→ Problem statement: Once the line with "self.labels.iter().position(|l| l == label)" is found in the material, write out that line and every later line exactly, through the end.

= = = = =

//! Acute vs chronic extreme fold-change scatter

use std::path::Path;

use plotters::prelude::*;
use plotters::series::DashedLineSeries;

use crate::error::{MetaError, Result};

const SIZE: (u32, u32) = (1600, 1600);

/// Scatter of per-gene extreme fold changes, acute on x and chronic on y.
/// `labels` carries (gene, acute, chronic) for the annotated subset.
pub fn scatter_plot<P: AsRef<Path>>(
    path: P,
    points: &[(f64, f64)],
    labels: &[(String, f64, f64)],
) -> Result<()> {
    if points.is_empty() {
        return Err(MetaError::EmptyData {
            reason: "no genes with both acute and chronic values".to_string(),
        });
    }

    let min = points
        .iter()
        .flat_map(|&(a, c)| [a, c])
        .fold(f64::INFINITY, f64::min);
    let max = points
        .iter()
        .flat_map(|&(a, c)| [a, c])
        .fold(f64::NEG_INFINITY, f64::max);
    let lims = (min - 0.2, max + 0.2);

    let root = BitMapBackend::new(path.as_ref(), SIZE).into_drawing_area();
    root.fill(&WHITE).map_err(MetaError::plot)?;
    let root = root.margin(20, 20, 20, 20);

    let mut chart = ChartBuilder::on(&root)
        .x_label_area_size(80)
        .y_label_area_size(100)
        .build_cartesian_2d(lims.0..lims.1, -1.0..1.0f64)
        .map_err(MetaError::plot)?;

    chart
        .configure_mesh()
        .x_desc("log2FC (Acute: Babaniyi_H1, H9, Cruceanu)")
        .y_desc("log2FC (Chronic: Dony_409b, FOK4, Krontira)")
        .axis_desc_style(("sans-serif", 28))
        .label_style(("sans-serif", 22))
        .light_line_style(RGBColor(230, 230, 230))
        .draw()
        .map_err(MetaError::plot)?;

    // Identity and zero reference lines
    let grey = RGBColor(128, 128, 128);
    chart
        .draw_series(DashedLineSeries::new(
            [(lims.0, lims.0), (lims.1, lims.1)],
            8,
            6,
            grey.stroke_width(1),
        ))
        .map_err(MetaError::plot)?;
    chart
        .draw_series(DashedLineSeries::new(
            [(lims.0, 0.0), (lims.1, 0.0)],
            6,
            5,
            grey.stroke_width(1),
        ))
        .map_err(MetaError::plot)?;
    chart
        .draw_series(DashedLineSeries::new(
            [(0.0, -1.0), (0.0, 1.0)],
            6,
            5,
            grey.stroke_width(1),
        ))
        .map_err(MetaError::plot)?;

    chart
        .draw_series(points.iter().map(|&(a, c)| {
            Circle::new((a, c), 5, BLUE.mix(0.6).filled().stroke_width(1))
        }))
        .map_err(MetaError::plot)?;

    let font = ("sans-serif", 22).into_font().color(&BLACK);
    chart
        .draw_series(labels.iter().map(|(gene, a, c)| {
            Text::new(gene.clone(), (*a, *c), font.clone())
        }))
        .map_err(MetaError::plot)?;

    root.present().map_err(MetaError::plot)?;
    Ok(())
}
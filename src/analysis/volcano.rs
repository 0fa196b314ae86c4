//! Volcano plot: classification and curated labeling

use std::collections::HashSet;
use std::fs;
use std::path::Path;

use serde::{Deserialize, Serialize};

use crate::error::{MetaError, Result};
use crate::io::{read_sheet, Sheet};
use crate::plot::volcano_plot;

const INPUT_FILE: &str = "gene_functional_terms_mapping_w_fc_pval.xlsx";
const OUTPUT_FILE: &str = "volcano_plot_key_genes_top10.png";

const FC_CUTOFF: f64 = 1.0;
const P_CUTOFF: f64 = 0.05;
/// Zero p-values clamp here before the -log10 transform
const MIN_P: f64 = 1e-300;
const TOP_N: usize = 10;

const Y_MIN: f64 = 0.0;
const Y_MAX: f64 = 300.0;
const Y_MARGIN: f64 = 8.0;

/// Genes labeled regardless of ranking, chosen for consistent regulation
/// across the source studies
const KEY_GENES: &[&str] = &[
    "FKBP5", "HIF3A", "RASSF4", "TSC22D3", "PIK3R1", "LIFR", "CHST15",
];

/// Regulation class of one gene record
#[derive(Debug, Clone, Copy, PartialEq, Eq, Serialize, Deserialize)]
pub enum Regulation {
    Up,
    Down,
    NotSignificant,
}

/// One row of the volcano input after cleaning
#[derive(Debug, Clone, Serialize, Deserialize)]
pub struct VolcanoRecord {
    pub gene: String,
    pub log_fc: f64,
    pub p_value: f64,
    pub neg_log10_p: f64,
    pub regulation: Regulation,
}

/// Classification uses the untransformed p-value
pub fn classify(log_fc: f64, p_value: f64) -> Regulation {
    if log_fc > FC_CUTOFF && p_value < P_CUTOFF {
        Regulation::Up
    } else if log_fc < -FC_CUTOFF && p_value < P_CUTOFF {
        Regulation::Down
    } else {
        Regulation::NotSignificant
    }
}

/// Clip a -log10(p) value into the visual range
fn display_y(neg_log10_p: f64) -> f64 {
    neg_log10_p.clamp(Y_MIN + Y_MARGIN, Y_MAX - Y_MARGIN)
}

fn parse_records(sheet: &Sheet) -> Result<Vec<VolcanoRecord>> {
    let gene_col = sheet.column_index("gene")?;
    let fc_col = sheet.column_index("log2FC")?;
    let p_col = sheet.column_index("p_value")?;

    let mut records = Vec::new();
    for row in 0..sheet.n_rows() {
        let Some(gene) = sheet.cell(row, gene_col).as_text() else {
            continue;
        };
        let Some(log_fc) = sheet.cell(row, fc_col).as_number() else {
            continue;
        };
        let Some(raw_p) = sheet.cell(row, p_col).as_number() else {
            continue;
        };
        let p_value = if raw_p == 0.0 { MIN_P } else { raw_p };
        records.push(VolcanoRecord {
            gene: gene.to_uppercase(),
            log_fc,
            p_value,
            neg_log10_p: -p_value.log10(),
            regulation: classify(log_fc, p_value),
        });
    }
    Ok(records)
}

/// Indices of records to label: top-10 Up by descending log2FC and top-10
/// Down by ascending log2FC (each deduped by gene, first after sort wins),
/// unioned with the curated gene list (max |log2FC| row per curated gene),
/// final union deduped by gene.
pub fn select_labels(records: &[VolcanoRecord]) -> Vec<usize> {
    let ranked = |class: Regulation, ascending: bool| -> Vec<usize> {
        let mut idx: Vec<usize> = (0..records.len())
            .filter(|&i| records[i].regulation == class)
            .collect();
        idx.sort_by(|&a, &b| {
            let ord = records[a]
                .log_fc
                .partial_cmp(&records[b].log_fc)
                .unwrap_or(std::cmp::Ordering::Equal);
            if ascending {
                ord
            } else {
                ord.reverse()
            }
        });
        let mut seen = HashSet::new();
        idx.retain(|&i| seen.insert(records[i].gene.clone()));
        idx.truncate(TOP_N);
        idx
    };

    let mut selected = ranked(Regulation::Up, false);
    selected.extend(ranked(Regulation::Down, true));

    for key in KEY_GENES {
        let best = (0..records.len())
            .filter(|&i| records[i].gene == *key)
            .max_by(|&a, &b| {
                records[a]
                    .log_fc
                    .abs()
                    .partial_cmp(&records[b].log_fc.abs())
                    .unwrap_or(std::cmp::Ordering::Equal)
            });
        if let Some(i) = best {
            selected.push(i);
        }
    }

    let mut seen = HashSet::new();
    selected.retain(|&i| seen.insert(records[i].gene.clone()));
    selected
}

/// Run the volcano analysis end to end
pub fn run_volcano(data_dir: &Path, out_dir: &Path) -> Result<()> {
    fs::create_dir_all(out_dir)?;

    let sheet = read_sheet(data_dir.join(INPUT_FILE))?;
    let records = parse_records(&sheet)?;
    if records.is_empty() {
        return Err(MetaError::EmptyData {
            reason: format!("{} contains no usable records", INPUT_FILE),
        });
    }

    let n_up = records
        .iter()
        .filter(|r| r.regulation == Regulation::Up)
        .count();
    let n_down = records
        .iter()
        .filter(|r| r.regulation == Regulation::Down)
        .count();
    log::info!(
        "{} records: {} Up, {} Down, {} Not significant",
        records.len(),
        n_up,
        n_down,
        records.len() - n_up - n_down
    );

    let points: Vec<(f64, f64, Regulation)> = records
        .iter()
        .map(|r| (r.log_fc, display_y(r.neg_log10_p), r.regulation))
        .collect();
    let labels: Vec<(String, f64, f64, Regulation)> = select_labels(&records)
        .into_iter()
        .map(|i| {
            let r = &records[i];
            (
                r.gene.clone(),
                r.log_fc,
                display_y(r.neg_log10_p),
                r.regulation,
            )
        })
        .collect();
    log::info!("Labeling {} genes", labels.len());

    let out_path = out_dir.join(OUTPUT_FILE);
    volcano_plot(
        &out_path,
        &points,
        &labels,
        (Y_MIN - Y_MARGIN, Y_MAX + Y_MARGIN),
        -P_CUTOFF.log10(),
    )?;
    log::info!("Volcano plot saved to {}", out_path.display());

    Ok(())
}
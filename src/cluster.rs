//! Agglomerative hierarchical clustering for heatmap row/column ordering
//!
//! Average linkage over Euclidean distance. Only the dendrogram leaf order
//! is needed here; the clustered heatmap reorders its axes by it so that
//! similar pathways and genes end up adjacent.

/// Leaf order of an average-linkage dendrogram over the rows of `matrix`.
/// Returns a permutation of 0..n. Rows of length zero or a single row come
/// back in input order.
pub fn leaf_order(matrix: &[Vec<f64>]) -> Vec<usize> {
    let n = matrix.len();
    if n <= 1 {
        return (0..n).collect();
    }

    // Pairwise Euclidean distances between rows
    let mut distances = vec![vec![0.0f64; n]; n];
    for i in 0..n {
        for j in (i + 1)..n {
            let dist: f64 = matrix[i]
                .iter()
                .zip(&matrix[j])
                .map(|(a, b)| (a - b) * (a - b))
                .sum::<f64>()
                .sqrt();
            distances[i][j] = dist;
            distances[j][i] = dist;
        }
    }

    // Each cluster keeps its member leaves in merge order; merging two
    // clusters concatenates their leaf lists, so the surviving single
    // cluster yields the display order.
    let mut clusters: Vec<Vec<usize>> = (0..n).map(|i| vec![i]).collect();
    let mut active: Vec<bool> = vec![true; n];

    loop {
        let active_idx: Vec<usize> = (0..n).filter(|&i| active[i]).collect();
        if active_idx.len() <= 1 {
            break;
        }

        // Closest pair of active clusters by average linkage
        let mut min_dist = f64::INFINITY;
        let mut merge = (active_idx[0], active_idx[1]);
        for (a, &i) in active_idx.iter().enumerate() {
            for &j in &active_idx[a + 1..] {
                let mut total = 0.0;
                for &li in &clusters[i] {
                    for &lj in &clusters[j] {
                        total += distances[li][lj];
                    }
                }
                let avg = total / (clusters[i].len() * clusters[j].len()) as f64;
                if avg < min_dist {
                    min_dist = avg;
                    merge = (i, j);
                }
            }
        }

        let (i, j) = merge;
        let absorbed = std::mem::take(&mut clusters[j]);
        clusters[i].extend(absorbed);
        active[j] = false;
    }

    clusters
        .into_iter()
        .zip(active)
        .find(|(_, alive)| *alive)
        .map(|(leaves, _)| leaves)
        .unwrap_or_default()
}

#[cfg(test)]
mod tests {
    use super::*;

    #[test]
    fn test_leaf_order_is_permutation() {
        let matrix = vec![
            vec![0.0, 1.0],
            vec![5.0, 5.0],
            vec![0.1, 1.1],
            vec![4.9, 5.2],
        ];
        let mut order = leaf_order(&matrix);
        assert_eq!(order.len(), 4);
        order.sort_unstable();
        assert_eq!(order, vec![0, 1, 2, 3]);
    }

    #[test]
    fn test_similar_rows_end_up_adjacent() {
        let matrix = vec![
            vec![0.0, 0.0],
            vec![10.0, 10.0],
            vec![0.2, 0.1],
            vec![10.1, 9.9],
        ];
        let order = leaf_order(&matrix);
        let pos = |x: usize| order.iter().position(|&i| i == x).unwrap();
        // 0 and 2 are near-identical, as are 1 and 3
        assert_eq!(pos(0).abs_diff(pos(2)), 1);
        assert_eq!(pos(1).abs_diff(pos(3)), 1);
    }

    #[test]
    fn test_trivial_inputs() {
        assert!(leaf_order(&[]).is_empty());
        assert_eq!(leaf_order(&[vec![1.0, 2.0]]), vec![0]);
    }
}
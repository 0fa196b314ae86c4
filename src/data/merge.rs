//! Merge of harmonized long tables into a gene x dataset wide matrix

use std::collections::BTreeMap;

use crate::data::LongRecord;

/// Wide matrix keyed by gene, one column per dataset label.
///
/// Column order is fixed at construction. Genes sort lexicographically.
/// Duplicate (gene, label) observations resolve to the first occurrence in
/// concatenation order; no averaging is performed.
#[derive(Debug, Clone)]
pub struct WideMatrix {
    labels: Vec<String>,
    genes: Vec<String>,
    /// Row-major, genes x labels
    values: Vec<Vec<Option<f64>>>,
}

impl WideMatrix {
    /// Pivot long records into a wide matrix with the given column order.
    /// Records with labels outside `labels` are ignored.
    pub fn from_long(records: &[LongRecord], labels: &[String]) -> Self {
        let label_index: BTreeMap<&str, usize> = labels
            .iter()
            .enumerate()
            .map(|(i, l)| (l.as_str(), i))
            .collect();

        let mut rows: BTreeMap<String, Vec<Option<f64>>> = BTreeMap::new();
        for rec in records {
            let Some(&col) = label_index.get(rec.dataset.as_str()) else {
                continue;
            };
            let row = rows
                .entry(rec.gene.clone())
                .or_insert_with(|| vec![None; labels.len()]);
            // First-seen value wins on collision
            if row[col].is_none() {
                row[col] = Some(rec.log_fc);
            }
        }

        let mut genes = Vec::with_capacity(rows.len());
        let mut values = Vec::with_capacity(rows.len());
        for (gene, row) in rows {
            genes.push(gene);
            values.push(row);
        }

        WideMatrix {
            labels: labels.to_vec(),
            genes,
            values,
        }
    }

    pub fn labels(&self) -> &[String] {
        &self.labels
    }

    pub fn genes(&self) -> &[String] {
        &self.genes
    }

    pub fn n_genes(&self) -> usize {
        self.genes.len()
    }

    /// Value at (gene row, label column)
    pub fn get(&self, gene_idx: usize, label_idx: usize) -> Option<f64> {
        self.values[gene_idx][label_idx]
    }

    /// One column as a gene-aligned vector
    pub fn column(&self, label_idx: usize) -> Vec<Option<f64>> {
        self.values.iter().map(|row| row[label_idx]).collect()
    }

    /// Column index for a label
    pub fn label_index(&self, label: &str) -> Option<usize> {
        self.labels.iter().position(|l| l == label)
    }

    /// Row slice for one gene
    pub fn row(&self, gene_idx: usize) -> &[Option<f64>] {
        &self.values[gene_idx]
    }
}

= = = = =

→ Exercise response:
        self.labels.iter().position(|l| l == label)
    }

    /// Row slice for one gene
    pub fn row(&self, gene_idx: usize) -> &[Option<f64>] {
        &self.values[gene_idx]
    }
}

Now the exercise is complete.